How High is the Water, Momma?


According to the Nobel Prize winning Intergovernmental Panel on Climate Change (IPCC), “about one meter high and rising.” The group of scientists met in Copenhagen this week and revised their previous estimate for global warming induced sea-level rise, saying the sea could rise one meter by 2100. This is worse than they thought two years ago.

The previous IPCC assessment report, published in 2007, projected a sea level rise of “only” 18 to 59 centimeters by 2100. Copenhagen’s speakers stated today that the 2007 numerical models did not fully represent either outlet glaciers or their interactions with the ocean.

“Even the IPCC said that they didn’t take some factors into consideration because they lacked the data,” Katherine Richardson, vice dean of the University of Copenhagen’s faculty of science, noted in an interview.

“Now we have the data, and it seems very clear that sea level rise by 2100 will be greater than the IPCC’s prediction, and also that the rate of increase after 2100 will be faster than it will be before 2100. We are at the very least in the worst-case scenario of the IPCC. There’s no good news there.”
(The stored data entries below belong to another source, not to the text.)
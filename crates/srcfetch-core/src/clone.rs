use std::ffi::OsString;
use std::io::Read;
use std::path::Path;
use std::process::{Command, Stdio};
use std::thread::JoinHandle;
use std::time::{Duration, Instant};
use thiserror::Error;
use tracing::debug;

const POLL_INTERVAL: Duration = Duration::from_millis(50);

#[derive(Debug, Error)]
pub enum CloneError {
    #[error("failed to spawn {program}: {source}")]
    Spawn {
        program: String,
        source: std::io::Error,
    },
    #[error("clone exited with status {code:?}: {stderr}")]
    Failed { code: Option<i32>, stderr: String },
    #[error("clone timed out after {after:?}: {stderr}")]
    TimedOut { after: Duration, stderr: String },
    #[error("clone i/o error: {0}")]
    Io(#[from] std::io::Error),
}

/// Clone collaborator: performs one clone synchronously into the given
/// destination. Non-zero exit surfaces as a failure carrying the captured
/// diagnostic output.
pub trait CloneRunner {
    fn clone_repo(&self, url: &str, dest: &Path) -> Result<(), CloneError>;
}

/// Shells out to `git clone <url> <dest>` with captured output. A timeout
/// may be imposed; the child is killed once the deadline passes.
pub struct GitCli {
    program: OsString,
    timeout: Option<Duration>,
}

impl GitCli {
    pub fn new() -> Self {
        Self {
            program: OsString::from("git"),
            timeout: None,
        }
    }

    pub fn with_program(mut self, program: impl Into<OsString>) -> Self {
        self.program = program.into();
        self
    }

    pub fn with_timeout(mut self, timeout: Duration) -> Self {
        self.timeout = Some(timeout);
        self
    }
}

impl Default for GitCli {
    fn default() -> Self {
        Self::new()
    }
}

impl CloneRunner for GitCli {
    fn clone_repo(&self, url: &str, dest: &Path) -> Result<(), CloneError> {
        let mut child = Command::new(&self.program)
            .arg("clone")
            .arg(url)
            .arg(dest)
            .stdin(Stdio::null())
            .stdout(Stdio::piped())
            .stderr(Stdio::piped())
            .spawn()
            .map_err(|source| CloneError::Spawn {
                program: self.program.to_string_lossy().into_owned(),
                source,
            })?;

        // Pipes are drained off-thread so a chatty clone cannot fill the
        // buffer and stall the wait loop.
        let stdout = drain(child.stdout.take());
        let stderr = drain(child.stderr.take());

        let status = match self.timeout {
            None => child.wait()?,
            Some(limit) => {
                let started = Instant::now();
                loop {
                    if let Some(status) = child.try_wait()? {
                        break status;
                    }
                    if started.elapsed() >= limit {
                        let _ = child.kill();
                        let _ = child.wait();
                        let _ = join_output(stdout);
                        return Err(CloneError::TimedOut {
                            after: limit,
                            stderr: join_output(stderr),
                        });
                    }
                    std::thread::sleep(POLL_INTERVAL);
                }
            }
        };

        let stdout = join_output(stdout);
        let stderr = join_output(stderr);
        debug!(
            status = ?status.code(),
            stdout = %stdout.trim(),
            stderr = %stderr.trim(),
            "git clone finished"
        );
        if status.success() {
            Ok(())
        } else {
            Err(CloneError::Failed {
                code: status.code(),
                stderr,
            })
        }
    }
}

fn drain<R: Read + Send + 'static>(pipe: Option<R>) -> JoinHandle<String> {
    std::thread::spawn(move || {
        let mut buf = Vec::new();
        if let Some(mut pipe) = pipe {
            let _ = pipe.read_to_end(&mut buf);
        }
        String::from_utf8_lossy(&buf).into_owned()
    })
}

fn join_output(handle: JoinHandle<String>) -> String {
    handle.join().unwrap_or_default()
}

#[cfg(test)]
mod tests {
    use super::*;
    use tempfile::TempDir;

    #[cfg(unix)]
    fn fake_git(dir: &Path, body: &str) -> std::path::PathBuf {
        use std::os::unix::fs::PermissionsExt;
        let path = dir.join("fake-git");
        std::fs::write(&path, format!("#!/bin/sh\n{body}\n")).unwrap();
        let mut perms = std::fs::metadata(&path).unwrap().permissions();
        perms.set_mode(0o755);
        std::fs::set_permissions(&path, perms).unwrap();
        path
    }

    #[test]
    fn spawn_failure_reports_program() {
        let tmp = TempDir::new().unwrap();
        let cli = GitCli::new().with_program(tmp.path().join("missing-tool"));
        let err = cli
            .clone_repo("https://example.com/repo.git", &tmp.path().join("dest"))
            .unwrap_err();
        match err {
            CloneError::Spawn { program, .. } => assert!(program.contains("missing-tool")),
            other => panic!("expected spawn error, got {other:?}"),
        }
    }

    #[cfg(unix)]
    #[test]
    fn success_exit_is_ok() {
        let tmp = TempDir::new().unwrap();
        let program = fake_git(tmp.path(), "exit 0");
        let cli = GitCli::new().with_program(program);
        cli.clone_repo("https://example.com/repo.git", &tmp.path().join("dest"))
            .unwrap();
    }

    #[cfg(unix)]
    #[test]
    fn nonzero_exit_captures_stderr() {
        let tmp = TempDir::new().unwrap();
        let program = fake_git(tmp.path(), "echo boom >&2; exit 128");
        let cli = GitCli::new().with_program(program);
        let err = cli
            .clone_repo("https://example.com/repo.git", &tmp.path().join("dest"))
            .unwrap_err();
        match err {
            CloneError::Failed { code, stderr } => {
                assert_eq!(code, Some(128));
                assert!(stderr.contains("boom"));
            }
            other => panic!("expected exit failure, got {other:?}"),
        }
    }

    #[cfg(unix)]
    #[test]
    fn timeout_kills_stuck_clone() {
        let tmp = TempDir::new().unwrap();
        let program = fake_git(tmp.path(), "sleep 5");
        let cli = GitCli::new()
            .with_program(program)
            .with_timeout(Duration::from_millis(200));
        let started = Instant::now();
        let err = cli
            .clone_repo("https://example.com/repo.git", &tmp.path().join("dest"))
            .unwrap_err();
        assert!(matches!(err, CloneError::TimedOut { .. }));
        assert!(started.elapsed() < Duration::from_secs(4));
    }
}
Meanwhile, IPCC head Rajendra Pachauri spake the inconvenient truth when he noted that the United States is likely to proceed only incrementally toward carbon reductions. “He [Obama] is not going to say by 2020 I’m going to reduce emissions by 30%. He’ll have a revolution on his hands. He has to do it step by step.” Says The Guardian: “Pachauri’s remarks echo those of Todd Stern, the US president’s new chief climate negotiator, who said last week that it was ‘not possible’ for the US to aim for 25-40% cuts by 2020.”